-- Data for the task follows --

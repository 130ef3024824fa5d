//! Scheduler - ordered collection of pending appointments
//!
//! Appointments fire in non-decreasing time order; equal times fire in the
//! order they were added. Firing may schedule more appointments, and any that
//! are already due fire within the same [`Scheduler::update`] call.
//!
//! Callers must not build a chain that keeps re-scheduling at the current
//! time forever: the scheduler does not guard against it.

use std::collections::VecDeque;

use serde::{Deserialize, Serialize};

use super::appointment::{Appointment, AppointmentId, GameTime};
use crate::error::{GeoError, GeoResult};

#[derive(Debug, Serialize, Deserialize)]
pub struct Scheduler<K> {
    /// Sorted by (occurs_at, seq)
    pending: VecDeque<Appointment<K>>,
    next_id: u64,
    next_seq: u64,
}

impl<K> Default for Scheduler<K> {
    fn default() -> Self {
        Self {
            pending: VecDeque::new(),
            next_id: 0,
            next_seq: 0,
        }
    }
}

impl<K> Scheduler<K> {
    pub fn new() -> Self {
        Self::default()
    }

    /// Build an appointment with a fresh id, ready for [`Scheduler::add`]
    pub fn appointment(&mut self, occurs_at: GameTime, kind: K) -> Appointment<K> {
        let id = AppointmentId::new(self.next_id);
        self.next_id += 1;
        Appointment::new(id, occurs_at, kind)
    }

    /// Build and add in one go
    pub fn schedule(&mut self, occurs_at: GameTime, kind: K) -> AppointmentId {
        let appointment = self.appointment(occurs_at, kind);
        self.insert(appointment)
    }

    /// Insert in time order. Fails only if an appointment with the same id
    /// is already pending.
    pub fn add(&mut self, appointment: Appointment<K>) -> GeoResult<AppointmentId> {
        if self.contains(appointment.id()) {
            return Err(GeoError::AlreadyScheduled(appointment.id()));
        }
        Ok(self.insert(appointment))
    }

    fn insert(&mut self, mut appointment: Appointment<K>) -> AppointmentId {
        appointment.set_seq(self.next_seq);
        self.next_seq += 1;

        let id = appointment.id();
        let at = appointment.occurs_at();
        // After everything due at the same time or earlier
        let index = self.pending.partition_point(|p| p.occurs_at() <= at);
        self.pending.insert(index, appointment);
        id
    }

    /// Remove a pending appointment. Unknown or already-fired ids are ignored.
    pub fn remove(&mut self, id: AppointmentId) -> Option<Appointment<K>> {
        let index = self.pending.iter().position(|a| a.id() == id)?;
        self.pending.remove(index)
    }

    pub fn contains(&self, id: AppointmentId) -> bool {
        self.pending.iter().any(|a| a.id() == id)
    }

    /// Take the earliest appointment if it is due at `now`
    pub fn pop_due(&mut self, now: GameTime) -> Option<Appointment<K>> {
        if self.pending.front()?.occurs_at() <= now {
            self.pending.pop_front()
        } else {
            None
        }
    }

    /// Fire every appointment due at `now`, including ones scheduled by
    /// earlier firings in this same call. Returns how many fired.
    pub fn update<F>(&mut self, now: GameTime, mut fire: F) -> usize
    where
        F: FnMut(&mut Self, Appointment<K>),
    {
        let mut fired = 0;
        while let Some(appointment) = self.pop_due(now) {
            fire(self, appointment);
            fired += 1;
        }
        fired
    }

    /// When the next appointment comes due
    pub fn next_due(&self) -> Option<GameTime> {
        self.pending.front().map(|a| a.occurs_at())
    }

    pub fn len(&self) -> usize {
        self.pending.len()
    }

    pub fn is_empty(&self) -> bool {
        self.pending.is_empty()
    }

    /// Pending appointments in firing order
    pub fn iter(&self) -> impl Iterator<Item = &Appointment<K>> {
        self.pending.iter()
    }

    #[cfg(test)]
    fn is_sorted(&self) -> bool {
        self.pending
            .iter()
            .zip(self.pending.iter().skip(1))
            .all(|(a, b)| (a.occurs_at(), a.seq()) < (b.occurs_at(), b.seq()))
    }
}

#[cfg(test)]
mod tests {
    use super::*;

    fn at(ms: u64) -> GameTime {
        GameTime::from_millis(ms)
    }

    #[test]
    fn test_fires_in_time_order() {
        let mut scheduler = Scheduler::new();
        for (ms, tag) in [(300, 3), (100, 1), (500, 5), (200, 2), (400, 4)] {
            scheduler.schedule(at(ms), tag);
        }
        assert!(scheduler.is_sorted());

        let mut fired = Vec::new();
        let count = scheduler.update(at(500), |_, a| fired.push(a.into_kind()));

        assert_eq!(count, 5);
        assert_eq!(fired, vec![1, 2, 3, 4, 5]);
        assert!(scheduler.is_empty());
    }

    #[test]
    fn test_ties_fire_in_insertion_order() {
        let mut scheduler = Scheduler::new();
        scheduler.schedule(at(100), "late");
        scheduler.schedule(at(50), "first-at-50");
        scheduler.schedule(at(50), "second-at-50");
        scheduler.schedule(at(50), "third-at-50");

        let mut fired = Vec::new();
        scheduler.update(at(100), |_, a| fired.push(*a.kind()));

        assert_eq!(
            fired,
            vec!["first-at-50", "second-at-50", "third-at-50", "late"]
        );
    }

    #[test]
    fn test_only_due_appointments_fire() {
        let mut scheduler = Scheduler::new();
        scheduler.schedule(at(100), 1);
        scheduler.schedule(at(101), 2);

        let mut fired = Vec::new();
        scheduler.update(at(100), |_, a| fired.push(a.into_kind()));
        assert_eq!(fired, vec![1]);
        assert_eq!(scheduler.next_due(), Some(at(101)));
    }

    #[test]
    fn test_never_fires_twice() {
        let mut scheduler = Scheduler::new();
        scheduler.schedule(at(10), 1);
        scheduler.schedule(at(20), 2);

        let mut fired = Vec::new();
        for now in [5, 10, 10, 15, 20, 20, 1000] {
            scheduler.update(at(now), |_, a| fired.push(a.into_kind()));
        }
        assert_eq!(fired, vec![1, 2]);
    }

    #[test]
    fn test_removed_appointment_never_fires() {
        let mut scheduler = Scheduler::new();
        let keep = scheduler.schedule(at(10), 1);
        let cancel = scheduler.schedule(at(20), 2);

        assert!(scheduler.remove(cancel).is_some());
        // Second removal is a no-op
        assert!(scheduler.remove(cancel).is_none());

        let mut fired = Vec::new();
        scheduler.update(at(100), |_, a| fired.push(a.into_kind()));
        assert_eq!(fired, vec![1]);

        // Removing something that already fired is also a no-op
        assert!(scheduler.remove(keep).is_none());
    }

    #[test]
    fn test_zero_delay_chain_fires_in_same_update() {
        let mut scheduler = Scheduler::new();
        scheduler.schedule(at(100), 0u32);

        let mut fired = Vec::new();
        scheduler.update(at(100), |s, a| {
            let depth = a.into_kind();
            fired.push(depth);
            if depth < 3 {
                s.schedule(at(100), depth + 1);
            }
        });

        assert_eq!(fired, vec![0, 1, 2, 3]);
        assert!(scheduler.is_empty());
    }

    #[test]
    fn test_chained_future_appointment_waits() {
        let mut scheduler = Scheduler::new();
        scheduler.schedule(at(100), 0u32);

        let mut fired = Vec::new();
        scheduler.update(at(100), |s, a| {
            fired.push(a.into_kind());
            s.schedule(at(150), 1);
        });
        assert_eq!(fired, vec![0]);
        assert_eq!(scheduler.len(), 1);
    }

    #[test]
    fn test_add_rejects_pending_duplicate() {
        let mut scheduler = Scheduler::new();
        let appointment = scheduler.appointment(at(10), 1);
        let id = scheduler.add(appointment).unwrap();

        let duplicate = Appointment::new(id, at(30), 2);
        assert!(matches!(
            scheduler.add(duplicate),
            Err(GeoError::AlreadyScheduled(dup)) if dup == id
        ));

        // Once removed, the same appointment may be scheduled again
        let removed = scheduler.remove(id).unwrap();
        assert_eq!(scheduler.add(removed).unwrap(), id);
        assert_eq!(scheduler.len(), 1);
    }

    #[test]
    fn test_readded_appointment_goes_behind_equal_times() {
        let mut scheduler = Scheduler::new();
        let a = scheduler.schedule(at(10), "a");
        scheduler.schedule(at(10), "b");

        let removed = scheduler.remove(a).unwrap();
        scheduler.add(removed).unwrap();

        let mut fired = Vec::new();
        scheduler.update(at(10), |_, x| fired.push(*x.kind()));
        assert_eq!(fired, vec!["b", "a"]);
    }

    #[test]
    fn test_serialization_preserves_order_and_ids() {
        let mut scheduler = Scheduler::new();
        scheduler.schedule(at(30), 3u32);
        scheduler.schedule(at(10), 1u32);
        scheduler.schedule(at(10), 2u32);

        let bytes = bincode::serialize(&scheduler).unwrap();
        let mut restored: Scheduler<u32> = bincode::deserialize(&bytes).unwrap();

        // New ids continue after the saved ones
        let next = restored.schedule(at(40), 4);
        assert_eq!(next.raw(), 3);

        let mut fired = Vec::new();
        restored.update(at(100), |_, a| fired.push(a.into_kind()));
        assert_eq!(fired, vec![1, 2, 3, 4]);
    }
}
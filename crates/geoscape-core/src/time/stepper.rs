//! Frame stepping - split one frame's game time into bounded steps
//!
//! The clock itself takes steps of any size. Host loops go through
//! [`FrameStepper`] so a single frame at high speed becomes several small
//! steps (craft cannot tunnel past each other) and a slow frame cannot stall
//! the host for ever.

use std::time::{Duration, Instant};

use serde::{Deserialize, Serialize};
use tracing::warn;

/// Limits on how a frame's game time is stepped
#[derive(Debug, Clone, Copy, PartialEq, Serialize, Deserialize)]
pub struct StepBounds {
    /// Largest single step handed to the simulation, in game ms
    pub max_step_ms: u64,
    /// Wall-clock time a frame may spend stepping; `None` means unbounded
    pub frame_budget: Option<Duration>,
}

impl Default for StepBounds {
    fn default() -> Self {
        Self {
            max_step_ms: 60_000,
            frame_budget: Some(Duration::from_millis(100)),
        }
    }
}

/// Outcome of stepping one frame
#[derive(Debug, Clone, Copy, Default, PartialEq, Eq)]
pub struct FrameReport {
    pub steps: u32,
    pub game_ms_advanced: u64,
    /// Game time skipped because the frame budget ran out
    pub game_ms_dropped: u64,
}

impl StepBounds {
    pub fn with_max_step(mut self, max_step_ms: u64) -> Self {
        self.max_step_ms = max_step_ms.max(1);
        self
    }

    pub fn with_frame_budget(mut self, budget: Option<Duration>) -> Self {
        self.frame_budget = budget;
        self
    }

    /// Run `step` over `total_ms` in chunks of at most `max_step_ms`.
    ///
    /// Always takes at least one step when `total_ms > 0`. If the frame
    /// budget runs out, the rest of the frame's game time is dropped rather
    /// than carried into the next frame.
    pub fn run<F>(&self, total_ms: u64, mut step: F) -> FrameReport
    where
        F: FnMut(u64),
    {
        let max_step = self.max_step_ms.max(1);
        let started = Instant::now();
        let mut report = FrameReport::default();
        let mut remaining = total_ms;

        while remaining > 0 {
            if report.steps > 0 {
                if let Some(budget) = self.frame_budget {
                    if started.elapsed() >= budget {
                        warn!(
                            dropped_ms = remaining,
                            steps = report.steps,
                            "frame budget exhausted, dropping remaining game time"
                        );
                        report.game_ms_dropped = remaining;
                        break;
                    }
                }
            }

            let chunk = remaining.min(max_step);
            step(chunk);
            remaining -= chunk;
            report.steps += 1;
            report.game_ms_advanced += chunk;
        }

        report
    }
}

/// Converts fractional per-frame game time to whole milliseconds.
///
/// Sub-millisecond remainders are carried to the next frame so slow ratios
/// still add up over time.
#[derive(Debug, Clone, Copy, Default)]
pub struct FrameStepper {
    pub bounds: StepBounds,
    carry_ms: f64,
}

impl FrameStepper {
    pub fn new(bounds: StepBounds) -> Self {
        Self {
            bounds,
            carry_ms: 0.0,
        }
    }

    /// Add a frame's game time; returns the whole milliseconds to step now
    pub fn accumulate(&mut self, game_ms: f64) -> u64 {
        if !game_ms.is_finite() || game_ms <= 0.0 {
            return 0;
        }
        let total = self.carry_ms + game_ms;
        let whole = total.floor();
        self.carry_ms = total - whole;
        whole as u64
    }

    /// Forget any carried fraction (used on pause and load)
    pub fn reset(&mut self) {
        self.carry_ms = 0.0;
    }
}

#[cfg(test)]
mod tests {
    use super::*;

    #[test]
    fn test_frame_is_split_into_bounded_steps() {
        let bounds = StepBounds::default()
            .with_max_step(1_000)
            .with_frame_budget(None);

        let mut steps = Vec::new();
        let report = bounds.run(3_500, |ms| steps.push(ms));

        assert_eq!(steps, vec![1_000, 1_000, 1_000, 500]);
        assert_eq!(report.steps, 4);
        assert_eq!(report.game_ms_advanced, 3_500);
        assert_eq!(report.game_ms_dropped, 0);
    }

    #[test]
    fn test_zero_total_takes_no_steps() {
        let report = StepBounds::default().run(0, |_| panic!("should not step"));
        assert_eq!(report, FrameReport::default());
    }

    #[test]
    fn test_exhausted_budget_drops_remainder() {
        let bounds = StepBounds::default()
            .with_max_step(10)
            .with_frame_budget(Some(Duration::ZERO));

        let mut stepped = 0;
        let report = bounds.run(1_000, |ms| stepped += ms);

        // One step always happens, the rest is dropped
        assert_eq!(report.steps, 1);
        assert_eq!(stepped, 10);
        assert_eq!(report.game_ms_dropped, 990);
        assert_eq!(report.game_ms_advanced + report.game_ms_dropped, 1_000);
    }

    #[test]
    fn test_accumulate_carries_fractions() {
        let mut stepper = FrameStepper::new(StepBounds::default());
        let mut total = 0;
        for _ in 0..10 {
            total += stepper.accumulate(0.25);
        }
        // 2.5ms of game time, 2 whole ms released so far
        assert_eq!(total, 2);
        assert_eq!(stepper.accumulate(0.5), 1);

        stepper.reset();
        assert_eq!(stepper.accumulate(0.9), 0);
        assert_eq!(stepper.accumulate(f64::NAN), 0);
        assert_eq!(stepper.accumulate(-3.0), 0);
    }
}
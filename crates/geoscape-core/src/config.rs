//! Tunables for a Geoscape campaign
//!
//! Every field has a default, so a config file only needs the values it
//! changes:
//!
//! ```json
//! { "time_ratio": 300.0, "max_concurrent_tasks": 2 }
//! ```

use std::path::Path;
use std::time::Duration;

use serde::{Deserialize, Serialize};

use crate::error::{GeoError, GeoResult};
use crate::time::{StepBounds, MS_PER_DAY, MS_PER_HOUR, MS_PER_MINUTE};

/// Named speeds for the host's time controls (game seconds per real second)
pub const TIME_RATIO_PRESETS: [f64; 6] = [1.0, 5.0, 60.0, 1_800.0, 3_600.0, 86_400.0];

#[derive(Debug, Clone, PartialEq, Serialize, Deserialize)]
#[serde(default)]
pub struct GeoConfig {
    // Clock
    pub time_ratio: f64,
    pub max_step_ms: u64,
    /// Real milliseconds a frame may spend stepping; 0 disables the budget
    pub frame_budget_ms: u64,

    // UFO missions
    pub landing_wait_ms: u64,
    pub terror_delay_ms: u64,
    pub crash_grounding_ms: u64,
    pub nearby_site_radius_km: f64,
    pub research_landings: u32,
    pub terror_landings: u32,
    pub terror_attacks_city: bool,
    pub supply_landings: u32,
    pub infiltration_landings: u32,
    pub retaliation_landings: u32,

    // Craft
    pub attack_range_km: f64,
    pub arrival_tolerance_km: f64,
    pub base_radar_range_km: f64,
    pub craft_radar_range_km: f64,
    pub interceptor_speed_kmh: f64,
    pub interceptor_endurance_ms: u64,
    /// Turn home when endurance left < time home * this factor
    pub fuel_reserve_factor: f64,
    pub hangar_service_period_ms: u64,
    /// Fraction of a full tank restored per hangar service
    pub refuel_per_service: f64,

    // Overmind
    pub strategy_period_ms: u64,
    pub new_task_chance: f64,
    pub max_concurrent_tasks: usize,
    pub retaliation_chance: f64,
    pub research_launches: u32,
    pub terror_launches: u32,
    pub supply_launches: u32,
    pub infiltration_launches: u32,
    pub retaliation_launches: u32,
    pub first_launch_delay_ms: u64,
    pub launch_interval_ms: u64,

    // New game
    pub starting_interceptors: u32,
}

impl Default for GeoConfig {
    fn default() -> Self {
        let bounds = StepBounds::default();
        Self {
            time_ratio: 60.0,
            max_step_ms: bounds.max_step_ms,
            frame_budget_ms: 100,

            landing_wait_ms: 2 * MS_PER_HOUR,
            terror_delay_ms: 30 * MS_PER_MINUTE,
            crash_grounding_ms: 12 * MS_PER_HOUR,
            nearby_site_radius_km: 1_500.0,
            research_landings: 3,
            terror_landings: 5,
            terror_attacks_city: true,
            supply_landings: 1,
            infiltration_landings: 2,
            retaliation_landings: 1,

            attack_range_km: 20.0,
            arrival_tolerance_km: 1.0,
            base_radar_range_km: 1_200.0,
            craft_radar_range_km: 400.0,
            interceptor_speed_kmh: 2_200.0,
            interceptor_endurance_ms: 6 * MS_PER_HOUR,
            fuel_reserve_factor: 1.2,
            hangar_service_period_ms: 30 * MS_PER_MINUTE,
            refuel_per_service: 0.25,

            strategy_period_ms: MS_PER_DAY,
            new_task_chance: 0.35,
            max_concurrent_tasks: 3,
            retaliation_chance: 0.5,
            research_launches: 3,
            terror_launches: 2,
            supply_launches: 2,
            infiltration_launches: 2,
            retaliation_launches: 1,
            first_launch_delay_ms: MS_PER_HOUR,
            launch_interval_ms: 8 * MS_PER_HOUR,

            starting_interceptors: 2,
        }
    }
}

impl GeoConfig {
    pub fn from_json_str(json: &str) -> GeoResult<Self> {
        let config: Self = serde_json::from_str(json)?;
        config.validate()?;
        Ok(config)
    }

    pub fn load(path: impl AsRef<Path>) -> GeoResult<Self> {
        let json = std::fs::read_to_string(path)?;
        Self::from_json_str(&json)
    }

    pub fn to_json_string(&self) -> GeoResult<String> {
        Ok(serde_json::to_string_pretty(self)?)
    }

    /// Reject values the engine cannot run with
    pub fn validate(&self) -> GeoResult<()> {
        fn check(ok: bool, msg: &str) -> GeoResult<()> {
            if ok {
                Ok(())
            } else {
                Err(GeoError::InvalidConfig(msg.to_string()))
            }
        }

        check(
            self.time_ratio.is_finite() && self.time_ratio >= 0.0,
            "time_ratio must be finite and >= 0",
        )?;
        check(self.max_step_ms > 0, "max_step_ms must be > 0")?;
        check(
            self.hangar_service_period_ms > 0,
            "hangar_service_period_ms must be > 0",
        )?;
        check(self.strategy_period_ms > 0, "strategy_period_ms must be > 0")?;
        check(
            (0.0..=1.0).contains(&self.new_task_chance),
            "new_task_chance must be in [0, 1]",
        )?;
        check(
            (0.0..=1.0).contains(&self.retaliation_chance),
            "retaliation_chance must be in [0, 1]",
        )?;
        check(
            self.refuel_per_service > 0.0 && self.refuel_per_service <= 1.0,
            "refuel_per_service must be in (0, 1]",
        )?;
        check(
            self.fuel_reserve_factor >= 1.0,
            "fuel_reserve_factor must be >= 1",
        )?;
        check(
            self.interceptor_speed_kmh > 0.0,
            "interceptor_speed_kmh must be > 0",
        )?;
        check(
            self.interceptor_endurance_ms > 0,
            "interceptor_endurance_ms must be > 0",
        )?;
        check(
            self.nearby_site_radius_km > 0.0,
            "nearby_site_radius_km must be > 0",
        )?;
        check(
            self.arrival_tolerance_km > 0.0 && self.attack_range_km > 0.0,
            "arrival_tolerance_km and attack_range_km must be > 0",
        )?;
        check(
            self.research_landings > 0
                && self.terror_landings > 0
                && self.supply_landings > 0
                && self.infiltration_landings > 0
                && self.retaliation_landings > 0,
            "landing counts must be > 0",
        )?;
        Ok(())
    }

    pub fn step_bounds(&self) -> StepBounds {
        let budget = (self.frame_budget_ms > 0).then(|| Duration::from_millis(self.frame_budget_ms));
        StepBounds::default()
            .with_max_step(self.max_step_ms)
            .with_frame_budget(budget)
    }
}

#[cfg(test)]
mod tests {
    use super::*;

    #[test]
    fn test_default_config_is_valid() {
        let config = GeoConfig::default();
        assert!(config.validate().is_ok());
        assert_eq!(config.terror_delay_ms, 1_800_000);
        assert_eq!(config.crash_grounding_ms, 43_200_000);
        assert_eq!(config.step_bounds(), StepBounds::default());
    }

    #[test]
    fn test_partial_json_fills_defaults() {
        let config = GeoConfig::from_json_str(r#"{ "time_ratio": 300.0, "max_concurrent_tasks": 1 }"#)
            .unwrap();
        assert_eq!(config.time_ratio, 300.0);
        assert_eq!(config.max_concurrent_tasks, 1);
        assert_eq!(config.landing_wait_ms, GeoConfig::default().landing_wait_ms);
    }

    #[test]
    fn test_invalid_values_are_rejected() {
        let err = GeoConfig::from_json_str(r#"{ "new_task_chance": 1.5 }"#).unwrap_err();
        assert!(matches!(err, GeoError::InvalidConfig(_)));

        let err = GeoConfig::from_json_str(r#"{ "max_step_ms": 0 }"#).unwrap_err();
        assert!(matches!(err, GeoError::InvalidConfig(_)));

        let err = GeoConfig::from_json_str("{ not json").unwrap_err();
        assert!(matches!(err, GeoError::Config(_)));
    }

    #[test]
    fn test_zero_frame_budget_disables_budget() {
        let config = GeoConfig {
            frame_budget_ms: 0,
            ..Default::default()
        };
        assert_eq!(config.step_bounds().frame_budget, None);
    }

    #[test]
    fn test_json_roundtrip() {
        let config = GeoConfig {
            time_ratio: 5.0,
            ..Default::default()
        };
        let json = config.to_json_string().unwrap();
        assert_eq!(GeoConfig::from_json_str(&json).unwrap(), config);
    }
}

-- Data for the task concluded --

Activity - Pick out every line of the listing containing the word "iter", and show those lines.

Task response -
        let index = self.pending.iter().position(|a| a.id() == id)?;
        self.pending.iter().any(|a| a.id() == id)
    pub fn iter(&self) -> impl Iterator<Item = &Appointment<K>> {
        self.pending.iter()
            .iter()
            .zip(self.pending.iter().skip(1))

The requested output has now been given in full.